A Mathematical Model for the Variation of Cerebral Electrical Conductivity and the Amount of β-Amyloid Protein Values Due to Alzheimer's Disease.
Emmanouil Perakis, Panagiotis Vlamos
Abstract
Open AccessBackground/Objectives: This study presents a time-dependent mathematical model that describes how progressive amyloid-β (Aβ) accumulation drives the gradual decline of cerebral electrical conductivity during Alzheimer's disease (AD). Methods: The formulation captures the coupled evolution of molecular burden and electrophysiological function through a pair of interconnected dynamical processes, enabling a mechanistic link between early biochemical alterations and large-scale neural degradation. Results: Simulations reveal a characteristic pattern in which Aβ levels rise steadily toward a pathological plateau, while conductivity follows a delayed but persistent downward trajectory that stabilizes at an impaired state consistent with advanced neurodegeneration. The model reproduces key phenomena reported in experimental and clinical studies, including the slow, irreversible reduction in cortical conductivity and the strong inverse relationship between amyloid burden and electrophysiological integrity.

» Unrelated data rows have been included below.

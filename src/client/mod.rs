//! Client lifecycle management and the public position source.
//!
//! [`PositionSource`] is the consumer-facing handle. It forwards calls to a
//! driver task that owns the remote client and runs the lifecycle state
//! machine described by [`ClientState`].

mod driver;
mod id;
mod session;
mod source;
mod state;
mod timer;

pub use id::SessionId;
pub use session::{ClientConfiguration, ClientSettings};
pub use source::{PositionSource, SourceOptions};
pub use state::{ClientState, Demand};

use std::time::Duration;

use serde::Serialize;

use crate::error::SourceErrorKind;
use crate::position::PositionFix;

/// Smallest accepted update interval and explicit request timeout.
pub const MINIMUM_UPDATE_INTERVAL_MS: u32 = 1000;

/// Deadline for `request_update(0)`.
pub const UPDATE_TIMEOUT_COLD_START: Duration = Duration::from_millis(120_000);

/// Capacity of the consumer event channel.
const EVENT_CAPACITY: usize = 64;

/// Notification delivered to consumers.
#[derive(Debug, Clone, PartialEq, Serialize)]
#[serde(tag = "event", content = "data", rename_all = "snake_case")]
pub enum SourceEvent {
    PositionUpdated(PositionFix),
    ErrorOccurred(SourceErrorKind),
}

/// Observable state of the driver, republished after every message.
#[derive(Debug, Clone, PartialEq, Default)]
pub struct SourceSnapshot {
    pub state: ClientState,
    pub demand: Demand,
    pub last_fix: Option<PositionFix>,
    pub error: SourceErrorKind,
}

impl SourceSnapshot {
    /// The client is running exactly when demand is active and no call is
    /// outstanding.
    pub fn is_settled(&self) -> bool {
        !self.state.is_pending() && (self.state == ClientState::Started) == self.demand.is_active()
    }
}
//! Client session identifier type.

use std::fmt;
use std::sync::atomic::{AtomicU64, Ordering};

/// Global counter for session ID generation.
static COUNTER: AtomicU64 = AtomicU64::new(1);

/// Identifier of one client session held by the driver.
///
/// A new id is issued whenever a client object is obtained, so completions
/// and signals belonging to a discarded client can be told apart from the
/// live one. Displayed as `client-XXXXXXXX`.
#[derive(Debug, Clone, Copy, PartialEq, Eq, Hash)]
pub struct SessionId(u64);

impl SessionId {
    /// Create a new unique session ID.
    pub fn new() -> Self {
        Self(COUNTER.fetch_add(1, Ordering::Relaxed))
    }

    /// Get the raw u64 value.
    pub fn as_u64(&self) -> u64 {
        self.0
    }
}

impl Default for SessionId {
    fn default() -> Self {
        Self::new()
    }
}

impl fmt::Display for SessionId {
    fn fmt(&self, f: &mut fmt::Formatter<'_>) -> fmt::Result {
        write!(f, "client-{:08x}", self.0)
    }
}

Conclusions: Although intentionally minimal, the framework offers a tractable basis for interpreting disease progression and can be extended to incorporate additional pathological pathways such as tau aggregation, inflammatory responses, or spatial heterogeneity. By providing a compact yet biologically meaningful representation of the interplay between molecular pathology and electrical dysfunction, the model supports the development of computational biomarkers and contributes to a more integrated understanding of AD progression.